• REQUIREMENT:
Give back exactly the first lines of the entries below, through the line with "use once_cell::sync::OnceCell;".

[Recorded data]

• • •

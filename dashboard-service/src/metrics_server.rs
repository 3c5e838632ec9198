use std::net::SocketAddr;

use anyhow::Context;
use axum::{http::StatusCode, routing::get, Router};
use metrics_exporter_prometheus::{PrometheusBuilder, PrometheusHandle};
use once_cell::sync::OnceCell;

static PROM_HANDLE: OnceCell<PrometheusHandle> = OnceCell::new();

/// Install the Prometheus recorder and serve `/metrics` on `bind_addr`.
///
/// Must be called from within the tokio runtime, at most once per process.
pub fn init(bind_addr: &str) -> anyhow::Result<()> {
    let addr: SocketAddr = bind_addr
        .parse()
        .with_context(|| format!("invalid metrics bind address '{bind_addr}'"))?;

    let handle = PrometheusBuilder::new()
        .install_recorder()
        .context("failed to install Prometheus metrics recorder")?;
    if PROM_HANDLE.set(handle).is_err() {
        anyhow::bail!("metrics recorder already initialised");
    }

    tokio::spawn(async move {
        let app = Router::new().route("/metrics", get(metrics_handler));

        match tokio::net::TcpListener::bind(addr).await {
            Ok(listener) => {
                tracing::info!(%addr, "metrics listener bound");
                if let Err(e) = axum::serve(listener, app.into_make_service()).await {
                    tracing::error!(error = %e, "metrics server error");
                }
            }
            Err(e) => {
                tracing::error!(error = %e, "failed to bind metrics listener");
            }
        }
    });

    Ok(())
}

async fn metrics_handler() -> Result<String, StatusCode> {
    PROM_HANDLE
        .get()
        .map(PrometheusHandle::render)
        .ok_or(StatusCode::SERVICE_UNAVAILABLE)
}
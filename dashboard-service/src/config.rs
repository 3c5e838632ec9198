use std::{
    fs,
    path::{Path, PathBuf},
};

use anyhow::Context;
use energy_client::analytics::{SegmentFilter, DEFAULT_FLAT_RATE_PER_KWH};
use serde::Deserialize;

#[derive(Debug, Clone, Deserialize)]
pub struct InputsConfig {
    pub usage_csv: PathBuf,
    pub prices_json: PathBuf,
    pub events_json: PathBuf,
    #[serde(default = "default_segment_column")]
    pub segment_column: String,
    /// Single-byte field delimiter for the usage file (`|` for .dat exports).
    #[serde(default = "default_delimiter")]
    pub delimiter: char,
}

#[derive(Debug, Clone, Deserialize)]
pub struct TariffConfig {
    #[serde(default = "default_flat_rate")]
    pub flat_rate_per_kwh: f64,
}

#[derive(Debug, Clone, Default, Deserialize)]
pub struct ReportConfig {
    /// Segments selected when a request does not name any. `None` selects all.
    pub segments: Option<Vec<String>>,
}

#[derive(Debug, Clone, Deserialize)]
pub struct ServerConfig {
    pub bind_addr: String,
}

#[derive(Debug, Clone, Deserialize)]
pub struct MetricsConfig {
    pub bind_addr: String,
}

#[derive(Debug, Clone, Deserialize)]
pub struct AppConfig {
    pub inputs: InputsConfig,
    #[serde(default)]
    pub tariff: TariffConfig,
    #[serde(default)]
    pub report: ReportConfig,
    #[serde(default)]
    pub server: ServerConfig,
    pub metrics: Option<MetricsConfig>,
}

fn default_segment_column() -> String {
    "household_type".to_string()
}

fn default_delimiter() -> char {
    ','
}

fn default_flat_rate() -> f64 {
    DEFAULT_FLAT_RATE_PER_KWH
}

impl Default for TariffConfig {
    fn default() -> Self {
        Self {
            flat_rate_per_kwh: default_flat_rate(),
        }
    }
}

impl Default for ServerConfig {
    fn default() -> Self {
        Self {
            bind_addr: "127.0.0.1:8080".to_string(),
        }
    }
}

impl InputsConfig {
    pub fn delimiter_byte(&self) -> anyhow::Result<u8> {
        u8::try_from(self.delimiter)
            .ok()
            .filter(u8::is_ascii)
            .ok_or_else(|| anyhow::anyhow!("inputs.delimiter must be a single ASCII character"))
    }
}

impl ReportConfig {
    pub fn segment_filter(&self) -> SegmentFilter {
        match &self.segments {
            Some(segments) => SegmentFilter::only(segments.iter().cloned()),
            None => SegmentFilter::All,
        }
    }
}

impl AppConfig {
    pub fn load() -> anyhow::Result<Self> {
        use std::env;

        let path = env::var("DASHBOARD_CONFIG").unwrap_or_else(|_| "dashboard-config.toml".to_string());
        Self::from_path(path)
    }

    pub fn from_path<P: AsRef<Path>>(path: P) -> anyhow::Result<Self> {
        let path = path.as_ref();
        let contents = fs::read_to_string(path)
            .with_context(|| format!("failed to read config file {}", path.display()))?;
        let cfg: AppConfig = toml::from_str(&contents)
            .with_context(|| format!("failed to parse config file {}", path.display()))?;
        cfg.inputs.delimiter_byte()?;
        Ok(cfg)
    }
}

#[cfg(test)]
mod tests {
    use super::*;

    #[test]
    fn minimal_config_takes_defaults() {
        let cfg: AppConfig = toml::from_str(
            r#"
            [inputs]
            usage_csv = "household_usage_cleaned.csv"
            prices_json = "agile_price_example.json"
            events_json = "flexibility_opportunity.json"
            "#,
        )
        .unwrap();

        assert_eq!(cfg.inputs.segment_column, "household_type");
        assert_eq!(cfg.inputs.delimiter_byte().unwrap(), b',');
        assert_eq!(cfg.tariff.flat_rate_per_kwh, 0.20);
        assert_eq!(cfg.report.segment_filter(), SegmentFilter::All);
        assert_eq!(cfg.server.bind_addr, "127.0.0.1:8080");
        assert!(cfg.metrics.is_none());
    }

    #[test]
    fn explicit_empty_segment_list_selects_nothing() {
        let cfg: AppConfig = toml::from_str(
            r#"
            [inputs]
            usage_csv = "usage.dat"
            prices_json = "prices.json"
            events_json = "events.json"
            delimiter = "|"

            [tariff]
            flat_rate_per_kwh = 0.25

            [report]
            segments = []

            [metrics]
            bind_addr = "0.0.0.0:9100"
            "#,
        )
        .unwrap();

        assert_eq!(cfg.inputs.delimiter_byte().unwrap(), b'|');
        assert_eq!(cfg.tariff.flat_rate_per_kwh, 0.25);
        assert_eq!(cfg.report.segment_filter(), SegmentFilter::only(Vec::<String>::new()));
        assert_eq!(cfg.metrics.unwrap().bind_addr, "0.0.0.0:9100");
    }

    #[test]
    fn non_ascii_delimiter_is_rejected() {
        let cfg: AppConfig = toml::from_str(
            r#"
            [inputs]
            usage_csv = "u.csv"
            prices_json = "p.json"
            events_json = "e.json"
            delimiter = "§"
            "#,
        )
        .unwrap();
        assert!(cfg.inputs.delimiter_byte().is_err());
    }
}
use serde::Serialize;
use time::PrimitiveDateTime;

/// One metered interval for one household, in naive local time.
#[derive(Debug, Clone, PartialEq, Serialize)]
pub struct UsageReading {
    #[serde(with = "super::local_timestamp")]
    pub timestamp: PrimitiveDateTime,
    pub household_segment: String,
    pub usage_kwh: f64,
}

impl UsageReading {
    pub fn new(timestamp: PrimitiveDateTime, household_segment: impl Into<String>, usage_kwh: f64) -> Self {
        Self {
            timestamp,
            household_segment: household_segment.into(),
            usage_kwh,
        }
    }

    /// Local hour of day, 0..=23.
    pub fn hour(&self) -> u8 {
        self.timestamp.hour()
    }
}
pub mod collect;

pub use collect::CollectSink;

• • •

• SOLUTION FOR THIS EXERCISE:
filename dashboard-service/src/metrics_server.rs
repository 3c5e838632ec9198
use std::net::SocketAddr;

use anyhow::Context;
use axum::{http::StatusCode, routing::get, Router};
use metrics_exporter_prometheus::{PrometheusBuilder, PrometheusHandle};
use once_cell::sync::OnceCell;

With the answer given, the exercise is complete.